Offenses may also be joined for trial when they are based (1) "on the same conduct" or (2) "on a series of acts connected together" or (3) on a series of acts "constituting parts of a single scheme or plan." § 1.1 (b). If offenses are joined for any of these three reasons, the defendant does not have an automatic right of severance; instead, the trial judge may grant severance if it is necessary "to achieve a fair determination of the defendant's guilt or innocence of each offense." § 2.2 (b).[1]

In this case, appellant was charged with involuntary manslaughter, an unintentional killing, in the death in 1973 of her child, and with murder for the 1976 arsenic poisoning of her husband. The state contends that because both victims were members of appellant's family, the two homicides are part of a common scheme or plan to poison her family. We disagree. We cannot infer a scheme to poison the family which existed and motivated the unintentional homicide of the child in 1973. At most, the involuntary manslaughter and murder are similar transactions.

Our conclusion is buttressed by our holding in Booker v. State, 231 Ga. 598 (203 SE2d 194) (1974), in which we found error in the failure of the trial court to sever one count from the indictment when the count charged an *901 armed robbery one week later than the armed robbery charged in the first two counts. We stated that the "separate crimes did not arise out of the same conduct, did not involve the same victims or witnesses and the evidence of one would not be admissible on the trial of the other." Id. at 599. See Dingler v. State, 134 Ga. App. 223 (214 SE2d 6) (1975).

The trial court erred in refusing to sever for trial the two counts of the indictment.
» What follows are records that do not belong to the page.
//! 应用层端口。
//!
//! 基础设施层（PostgreSQL）和测试用的内存实现都实现这些接口。

use async_trait::async_trait;
use domain::{
    Date, Dni, NewClient, NewPayment, Payment, PaymentHistoryEntry, Plan, PlanId,
    RepositoryError, User, UserId,
};
use serde::Serialize;

/// 账户目录：用户与套餐的读写
#[cfg_attr(test, mockall::automock)]
#[async_trait]
pub trait AccountDirectory: Send + Sync {
    /// 按证件号精确查找，不存在返回 `None`
    async fn find_by_dni(&self, dni: &Dni) -> Result<Option<User>, RepositoryError>;
    async fn find_by_id(&self, id: UserId) -> Result<Option<User>, RepositoryError>;
    /// 每次都从存储读取，不做缓存
    async fn find_plan(&self, id: PlanId) -> Result<Option<Plan>, RepositoryError>;
    /// 证件号重复时返回 `RepositoryError::Conflict`
    async fn create_client(&self, client: NewClient) -> Result<User, RepositoryError>;
    async fn list_clients(&self) -> Result<Vec<User>, RepositoryError>;
    async fn count_users(&self) -> Result<i64, RepositoryError>;
}

/// 独占一个连接的支付事务。
///
/// `commit` / `rollback` 消耗自身；未提交就被丢弃时实现必须回滚并归还连接。
#[async_trait]
pub trait LedgerUnitOfWork: Send {
    async fn insert_payment(&mut self, payment: NewPayment) -> Result<Payment, RepositoryError>;

    /// 将用户标记为已缴费并设置下次缴费日；用户不存在返回 `RepositoryError::NotFound`
    async fn mark_paid(
        &mut self,
        user_id: UserId,
        next_payment_date: Date,
    ) -> Result<(), RepositoryError>;

    async fn commit(self: Box<Self>) -> Result<(), RepositoryError>;
    async fn rollback(self: Box<Self>) -> Result<(), RepositoryError>;
}

/// 支付账本存储：从连接池取出专用连接并开启事务
#[async_trait]
pub trait PaymentLedgerStore: Send + Sync {
    async fn begin(&self) -> Result<Box<dyn LedgerUnitOfWork>, RepositoryError>;
}

#[async_trait]
pub trait PaymentHistory: Send + Sync {
    /// 按缴费日期倒序
    async fn list_history(&self, limit: u32) -> Result<Vec<PaymentHistoryEntry>, RepositoryError>;
}

/// 连接池压力快照
#[derive(Debug, Clone, Copy, Default, PartialEq, Eq, Serialize)]
pub struct PoolSnapshot {
    pub size: u32,
    pub idle: u32,
    pub in_use: u64,
    pub acquired: u64,
    pub released: u64,
    pub enqueued: u64,
}

/// 数据库健康探测
#[async_trait]
pub trait DatabaseProbe: Send + Sync {
    async fn ping(&self) -> Result<(), RepositoryError>;

    /// 执行 `SELECT 1 + 1`
    async fn arithmetic_check(&self) -> Result<i64, RepositoryError>;

    fn pool_snapshot(&self) -> PoolSnapshot;
}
Judgment reversed. All the Justices concur, except Jordan, J., who concurs in the judgment only, and Bowles and Marshall, JJ., who dissent.

NOTES

[1] We note in passing that Code Ann. § 26-506 is applicable to the problems of joinder and severance when the offenses charged are based on the "same conduct." Severance is necessary, when the same conduct affords the basis of joinder, only "in the interest of justice." Code Ann. § 26-506 (c). This standard is quite similar to the ABA's standard of achieving "a fair determination of the defendant's guilt or innocence." This statute has no application in our case because the state concedes that the "same conduct" is not the basis for joinder in this case.